This stunning Austrian deco poster, which I came across on a Berlin antiquarian site, stands a magnificent 9 foot tall (110" x 49" to be precise) and comes in three sections. The poster is for a 1932 French film, whose German title, Der Tugendkönig, translates as “The Virtue King.” In the US the film was titled He (or He - the Virgin Man), but the original title is Le Rosier de Madame Husson. Based on an 1887 Maupassant novella of the same name, the story concerns the titular Mme. Husson who seeks to promote chastity in her village by crowning a rosière, or a Rose Queen: a girl of unimpeachable virtue. But when none of the young women in town are equal to the title she selects the village idiot (played in the film by Fernandel) as her rosier.
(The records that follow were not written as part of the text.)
//! In-memory durable store for tests and ephemeral sessions.

use std::collections::HashMap;

use async_trait::async_trait;
use tokio::sync::RwLock;

use super::{DurableStore, StoreError};

/// A `DurableStore` that lives only as long as the process.
#[derive(Debug, Default)]
pub struct MemoryStore {
    entries: RwLock<HashMap<String, String>>,
}

impl MemoryStore {
    #[must_use]
    pub fn new() -> Self {
        Self::default()
    }
}

#[async_trait]
impl DurableStore for MemoryStore {
    async fn get(&self, key: &str) -> Result<Option<String>, StoreError> {
        Ok(self.entries.read().await.get(key).cloned())
    }

    async fn set(&self, key: &str, value: &str) -> Result<(), StoreError> {
        self.entries
            .write()
            .await
            .insert(key.to_owned(), value.to_owned());
        Ok(())
    }

    async fn remove(&self, key: &str) -> Result<(), StoreError> {
        self.entries.write().await.remove(key);
        Ok(())
    }
}
//! Type-safe price representation using decimal arithmetic.
//!
//! Every monetary value in the system (catalog prices, cart snapshots,
//! shipping, tax, totals) flows through [`Price`]. The inner
//! `rust_decimal::Decimal` keeps cents exact - no floating point.

use rust_decimal::Decimal;
use serde::{Deserialize, Serialize};
use thiserror::Error;

/// Error constructing a [`Price`].
#[derive(Debug, Clone, PartialEq, Eq, Error)]
pub enum PriceError {
    /// Prices are non-negative by definition; refunds and discounts do not
    /// exist in this domain.
    #[error("price cannot be negative (got {0})")]
    Negative(Decimal),
}

/// A non-negative monetary amount in the store's single currency.
///
/// Constructed via [`TryFrom<Decimal>`] (also the serde path, so malformed
/// catalog data is rejected at ingestion) or the infallible unsigned
/// constructors.
#[derive(
    Debug, Clone, Copy, PartialEq, Eq, PartialOrd, Ord, Default, Serialize, Deserialize,
)]
#[serde(try_from = "Decimal", into = "Decimal")]
pub struct Price(Decimal);

impl Price {
    /// Zero price.
    #[must_use]
    pub const fn zero() -> Self {
        Self(Decimal::ZERO)
    }

    /// Price from whole currency units (e.g., `from_major(25)` is $25.00).
    #[must_use]
    pub fn from_major(units: u32) -> Self {
        Self(Decimal::from(units))
    }

    /// Price from minor units (e.g., `from_minor(1099)` is $10.99).
    #[must_use]
    pub fn from_minor(cents: u32) -> Self {
        Self(Decimal::new(i64::from(cents), 2))
    }

    /// The underlying decimal amount.
    #[must_use]
    pub const fn amount(&self) -> Decimal {
        self.0
    }

    /// Whether the amount is exactly zero.
    #[must_use]
    pub fn is_zero(&self) -> bool {
        self.0.is_zero()
    }

    /// Returns the given whole percentage of this price (e.g., a 5% tax).
    #[must_use]
    pub fn percent(self, percent: u32) -> Self {
        Self(self.0 * Decimal::new(i64::from(percent), 2))
    }
}

impl TryFrom<Decimal> for Price {
    type Error = PriceError;

    fn try_from(amount: Decimal) -> Result<Self, Self::Error> {
        if amount.is_sign_negative() && !amount.is_zero() {
            return Err(PriceError::Negative(amount));
        }
        Ok(Self(amount))
    }
}

impl From<Price> for Decimal {
    fn from(price: Price) -> Self {
        price.0
    }
}

/// Display for debugging and simple summaries (e.g., `$10.99`).
/// The collaborator owns localized display formatting.
impl std::fmt::Display for Price {
    fn fmt(&self, f: &mut std::fmt::Formatter<'_>) -> std::fmt::Result {
        write!(f, "${:.2}", self.0)
    }
}

impl std::ops::Add for Price {
    type Output = Self;

    fn add(self, other: Self) -> Self {
        Self(self.0 + other.0)
    }
}

impl std::ops::AddAssign for Price {
    fn add_assign(&mut self, other: Self) {
        self.0 += other.0;
    }
}

/// Line totals: unit price times quantity.
impl std::ops::Mul<u32> for Price {
    type Output = Self;

    fn mul(self, quantity: u32) -> Self {
        Self(self.0 * Decimal::from(quantity))
    }
}

impl std::iter::Sum for Price {
    fn sum<I: Iterator<Item = Self>>(iter: I) -> Self {
        iter.fold(Self::zero(), std::ops::Add::add)
    }
}
//! Multi-facet filter engine.
//!
//! Selection semantics: within a facet the selected values are OR'd (a
//! product passes if any of its values is selected); across facets the
//! results are AND'd (a product fails if any facet with a selection fails).
//! A facet with no selection imposes no constraint.

use std::collections::{BTreeMap, BTreeSet};

use thiserror::Error;

use crate::product::Product;

/// One filterable product attribute.
#[derive(Debug, Clone, Copy, PartialEq, Eq, Hash, PartialOrd, Ord)]
pub enum Facet {
    Gender,
    Category,
    Size,
    Color,
}

impl Facet {
    /// The `data-filter` value the presentation layer tags its controls with.
    #[must_use]
    pub const fn as_str(self) -> &'static str {
        match self {
            Self::Gender => "gender",
            Self::Category => "category",
            Self::Size => "size",
            Self::Color => "color",
        }
    }
}

impl std::fmt::Display for Facet {
    fn fmt(&self, f: &mut std::fmt::Formatter<'_>) -> std::fmt::Result {
        f.write_str(self.as_str())
    }
}

/// Error parsing a facet name supplied by the presentation layer.
#[derive(Debug, Clone, PartialEq, Eq, Error)]
#[error("unknown facet: {0}")]
pub struct UnknownFacet(String);

impl std::str::FromStr for Facet {
    type Err = UnknownFacet;

    fn from_str(s: &str) -> Result<Self, Self::Err> {
        match s {
            "gender" => Ok(Self::Gender),
            "category" => Ok(Self::Category),
            "size" => Ok(Self::Size),
            "color" => Ok(Self::Color),
            other => Err(UnknownFacet(other.to_owned())),
        }
    }
}

/// The shopper's current facet selections.
///
/// Not persisted; lives only as long as the browse session. Ordered
/// collections keep the collaborator's filter chips deterministic.
#[derive(Debug, Clone, Default, PartialEq, Eq)]
pub struct FilterState {
    facets: BTreeMap<Facet, BTreeSet<String>>,
}

impl FilterState {
    /// Empty state: every product matches.
    #[must_use]
    pub fn new() -> Self {
        Self::default()
    }

    /// Select a value within a facet (checkbox checked).
    pub fn insert(&mut self, facet: Facet, value: impl Into<String>) {
        self.facets.entry(facet).or_default().insert(value.into());
    }

    /// Deselect one value within a facet (checkbox unchecked, or a filter
    /// chip dismissed). Returns whether the value was present.
    pub fn remove(&mut self, facet: Facet, value: &str) -> bool {
        let Some(values) = self.facets.get_mut(&facet) else {
            return false;
        };
        let removed = values.remove(value);
        if values.is_empty() {
            self.facets.remove(&facet);
        }
        removed
    }

    /// Flip one value's selection within a facet.
    pub fn toggle(&mut self, facet: Facet, value: &str) {
        if !self.remove(facet, value) {
            self.insert(facet, value);
        }
    }

    /// Drop every selection within one facet.
    pub fn clear_facet(&mut self, facet: Facet) {
        self.facets.remove(&facet);
    }

    /// Drop all selections ("Clear all" control).
    pub fn clear_all(&mut self) {
        self.facets.clear();
    }

    /// Whether no facet currently constrains anything.
    #[must_use]
    pub fn is_empty(&self) -> bool {
        self.facets.is_empty()
    }

    /// The selected values for one facet.
    pub fn selected(&self, facet: Facet) -> impl Iterator<Item = &str> {
        self.facets
            .get(&facet)
            .into_iter()
            .flat_map(|values| values.iter().map(String::as_str))
    }

    /// Every `(facet, value)` selection, for rendering removable chips.
    pub fn selections(&self) -> impl Iterator<Item = (Facet, &str)> {
        self.facets.iter().flat_map(|(facet, values)| {
            values.iter().map(move |value| (*facet, value.as_str()))
        })
    }

    /// Whether a product passes every constrained facet.
    #[must_use]
    pub fn matches(&self, product: &Product) -> bool {
        self.facets.iter().all(|(facet, selected)| match facet {
            Facet::Gender => selected.contains(product.gender.as_str()),
            Facet::Category => selected.contains(&product.category),
            Facet::Size => product.sizes.iter().any(|size| selected.contains(size)),
            Facet::Color => product
                .colors
                .iter()
                .any(|color| selected.contains(&color.name)),
        })
    }
}
//! Durable key-value storage.
//!
//! The storefront persists exactly two aggregates, each under its own key:
//! the serialized product catalog and the serialized cart snapshot. The two
//! keys never need a joint atomic update, so the interface is a plain
//! key-value `get`/`set`/`remove` with no transactions.
//!
//! [`SqliteStore`] is the production implementation; [`MemoryStore`] backs
//! tests and ephemeral sessions.

mod memory;
mod sqlite;

pub use memory::MemoryStore;
pub use sqlite::SqliteStore;

use async_trait::async_trait;
use thiserror::Error;

/// Errors from the durable store.
#[derive(Debug, Error)]
pub enum StoreError {
    /// Underlying database operation failed.
    #[error("storage error: {0}")]
    Database(#[from] sqlx::Error),
}

/// A persistent string key-value store surviving across sessions.
#[async_trait]
pub trait DurableStore: Send + Sync {
    /// Read the value stored under `key`, if any.
    async fn get(&self, key: &str) -> Result<Option<String>, StoreError>;

    /// Write `value` under `key`, replacing any previous value.
    async fn set(&self, key: &str, value: &str) -> Result<(), StoreError>;

    /// Delete the entry under `key`, if any.
    async fn remove(&self, key: &str) -> Result<(), StoreError>;
}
The film was remade in 1950 with a script by Marcel Pagnol and starring Bourvil.
The Austrian poster, created especially for the film’s premiere in Vienna at the Schweden Kino or Swedish Cinema* was designed by one Gustav Mezey who, it turns out, was one of Austria’s major designers of the era. His trademark monogrammed M can be seen in the top right of the poster, which is startlingly different from the Fernandel-centric French version. They would barely seem to be advertising the same film.
Born in 1899 (he lived to 1981), Mezey started out as an illustrator of large outdoor displays for advertising companies in Budapest, Belgrade, Vienna and Berlin. From the early 1930s until the late 1950s he concentrated on movie posters, using a combination of paint and airbrush.
I found a number of other Mezey posters in the online collection of the Vienna Library, most of which are from the late 40s and early 50s. His portraiture and use of color and composition is exquisite, as well as quite distinctive. And pay special attention to the lettering which is always varied and inventive. As with most poster illustrators, I question whether Mezey did the lettering himself, though given the perfectly balanced interplay of composition and type on the Virtue King poster I have a feeling that he probably did.